How to Deploy LLM Locally

Extracto

.admonition { margin: .75em 0; padding: .6rem; overflow: hidden; font-size: 12px; page-break-inside: avoid; border-left: .3rem solid #42b983; border-radius: .3rem; box-shadow: 0 0.1re

Resumen

Resumen Principal

El artículo examina la profunda transformación en la escala de los modelos de inteligencia artificial, contrastando la era pre-LLM, donde pequeñas redes neuronales convolucionales (CNNs) con menos de 1000 parámetros eran fácilmente desplegables localmente y capaces de tareas como el reconocimiento de dígitos, con la emergente Era LLM. Esta última, caracterizada por modelos masivos como GPT-3, que alcanza 175 mil millones de parámetros y requiere 350 GB de almacenamiento, presenta un desafío monumental para la implementación local. Sin embargo, el texto enfatiza la importancia crítica de desplegar LLMs de código abierto a nivel local, argumentando que esto garantiza transparencia, reduce costos, previene monopolios, elude la censura de contenido y permite el fine-tuning o personalización del modelo. Para lograr esta hazaña técnica, la guía detalla un proceso de tres pasos que involucra la selección de hardware adecuado, la descarga de los pesos del modelo y el uso de un framework de inferencia optimizado, destacando la VRAM como el factor determinante y las técnicas de cuantificación como esenciales para la viabilidad.

Elementos Clave

  • Evolución Drástica de Modelos de IA: El contenido subraya la diferencia abismal entre la simplicidad de modelos anteriores, como CNNs de menos de 1000 parámetros que se ejecutaban en segundos, y la complejidad actual de los LLMs como GPT-3, que escalan a 175 mil millones de parámetros y

Contenido

This article is currently an experimental machine translation and may contain errors. If anything is unclear, please refer to the original Chinese version. I am continuously working to improve the translation.

Content for a club presentation, archived here. LLMs evolve rapidly—this might become outdated quickly, so please use your search skills flexibly to get the latest information.


Introduction

A few years ago, before LLMs burst onto the scene, many small models could easily run on all sorts of devices.

For example, you could casually whip up a CNN with fewer than 1000 parameters, train it on MNIST in under a minute, achieve 94% accuracy on handwritten digit recognition, and—on modern GPUs—process over 10,000 images per second without any optimization effort.

A super tiny CNN with just 786 parametersA super tiny CNN with just 786 parameters

Now you’ve learned CNNs. Just make it a tiny bit deeper and wider like this, scale it up 16,000x to 13.5M parameters, and you can boost its recognition power even further.

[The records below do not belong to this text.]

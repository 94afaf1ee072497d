//! Identity provider seam: who the user is and the tokens proving it.
//!
//! `FirebaseAuth` implements [`IdentityProvider`] over the Identity Toolkit
//! REST API. Route handlers only ever see [`AuthError::user_message`], a
//! single human-readable string for the login view.

use std::time::{Duration, Instant};

use serde::Serialize;

/// Tokens are treated as expired this long before the provider's deadline.
const EXPIRY_SKEW: Duration = Duration::from_secs(30);

/// Public profile of a signed-in user. Safe to render and serialize.
#[derive(Debug, Clone, PartialEq, Eq, Serialize)]
pub struct Identity {
    pub uid: String,
    pub email: Option<String>,
    pub display_name: Option<String>,
    pub photo_url: Option<String>,
}

impl Identity {
    /// Name for greetings: display name, else email, else "User".
    #[must_use]
    pub fn greeting_name(&self) -> &str {
        non_blank(self.display_name.as_deref())
            .or_else(|| non_blank(self.email.as_deref()))
            .unwrap_or("User")
    }
}

fn non_blank(value: Option<&str>) -> Option<&str> {
    value.filter(|v| !v.trim().is_empty())
}

/// Provider credentials backing a session. Never leaves the server.
#[derive(Debug, Clone)]
pub struct TokenSet {
    pub id_token: String,
    pub refresh_token: String,
    pub expires_at: Instant,
}

impl TokenSet {
    #[must_use]
    pub fn new(id_token: String, refresh_token: String, expires_in: Duration) -> Self {
        Self { id_token, refresh_token, expires_at: Instant::now() + expires_in }
    }

    #[must_use]
    pub fn is_expired(&self, now: Instant) -> bool {
        now + EXPIRY_SKEW >= self.expires_at
    }
}

/// Result of a successful sign-in or sign-up.
#[derive(Debug, Clone)]
pub struct SignedIn {
    pub identity: Identity,
    pub tokens: TokenSet,
}

#[derive(Debug, thiserror::Error)]
pub enum AuthError {
    /// The provider refused the credentials; `code` is its error code.
    #[error("rejected by identity provider: {code}")]
    Rejected { code: String },
    #[error("sign-in was cancelled")]
    Cancelled,
    #[error("oauth state mismatch")]
    InvalidState,
    #[error("sign-in method not configured")]
    NotConfigured,
    #[error("identity request failed: {0}")]
    Request(String),
    #[error("identity provider returned status {status}: {body}")]
    Response { status: u16, body: String },
    #[error("identity response parse failed: {0}")]
    Parse(String),
}

impl AuthError {
    /// The one message shown inline on the login view.
    #[must_use]
    pub fn user_message(&self) -> String {
        match self {
            Self::Rejected { code } => rejection_message(code),
            Self::Cancelled => "Google sign-in was cancelled.".to_owned(),
            Self::InvalidState => "Your sign-in attempt expired. Please try again.".to_owned(),
            Self::NotConfigured => "This sign-in method is not available.".to_owned(),
            Self::Request(_) | Self::Response { .. } | Self::Parse(_) => {
                "Could not reach the sign-in service. Please try again.".to_owned()
            }
        }
    }
}

fn rejection_message(code: &str) -> String {
    let message = match code {
        "EMAIL_NOT_FOUND" | "INVALID_PASSWORD" | "INVALID_LOGIN_CREDENTIALS" => "Invalid email or password.",
        "EMAIL_EXISTS" => "An account with this email already exists.",
        "WEAK_PASSWORD" => "Password should be at least 6 characters.",
        "INVALID_EMAIL" | "MISSING_EMAIL" => "Enter a valid email address.",
        "MISSING_PASSWORD" => "Enter your password.",
        "USER_DISABLED" => "This account has been disabled.",
        "TOO_MANY_ATTEMPTS_TRY_LATER" => "Too many attempts. Please try again later.",
        "OPERATION_NOT_ALLOWED" => "This sign-in method is not enabled.",
        "TOKEN_EXPIRED" | "INVALID_REFRESH_TOKEN" | "USER_NOT_FOUND" => "Your session has expired. Please sign in again.",
        "invalid_grant" => "Google sign-in failed. Please try again.",
        other => return format!("Authentication failed ({other})."),
    };
    message.to_owned()
}

#[async_trait::async_trait]
pub trait IdentityProvider: Send + Sync {
    async fn sign_in_with_password(&self, email: &str, password: &str) -> Result<SignedIn, AuthError>;

    async fn sign_up(&self, email: &str, password: &str) -> Result<SignedIn, AuthError>;

    /// Exchange a Google ID token for a provider session. `request_uri` is
    /// the redirect URI the token was issued for.
    async fn sign_in_with_google(&self, google_id_token: &str, request_uri: &str) -> Result<SignedIn, AuthError>;

    /// Mint fresh tokens from a refresh token. The identity is unchanged.
    async fn refresh(&self, refresh_token: &str) -> Result<TokenSet, AuthError>;
}

#[cfg(test)]
#[path = "identity_test.rs"]
mod tests;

For instance, you could use it to crack CAPTCHAs.

Purely for demonstration: a CAPTCHAPurely for demonstration: a CAPTCHA

This CAPTCHA solver is from my Tampermonkey script lyc8503/ddddocr_web, powered by ONNX Wasm running directly in the browser. Even on a regular laptop CPU, it solves CAPTCHAs in under 0.2 seconds with over 95% accuracy.

Back in the pre-LLM era, state-of-the-art models like BERT or ResNet typically stayed under 100M in size.

The LLM Era

In November 2022, OpenAI launched the ChatGPT series. GPT-3 scaled up another 1000x, reaching a staggering 175B parameters—its weights alone take up 350 GB of space. This poses a massive challenge for local deployment.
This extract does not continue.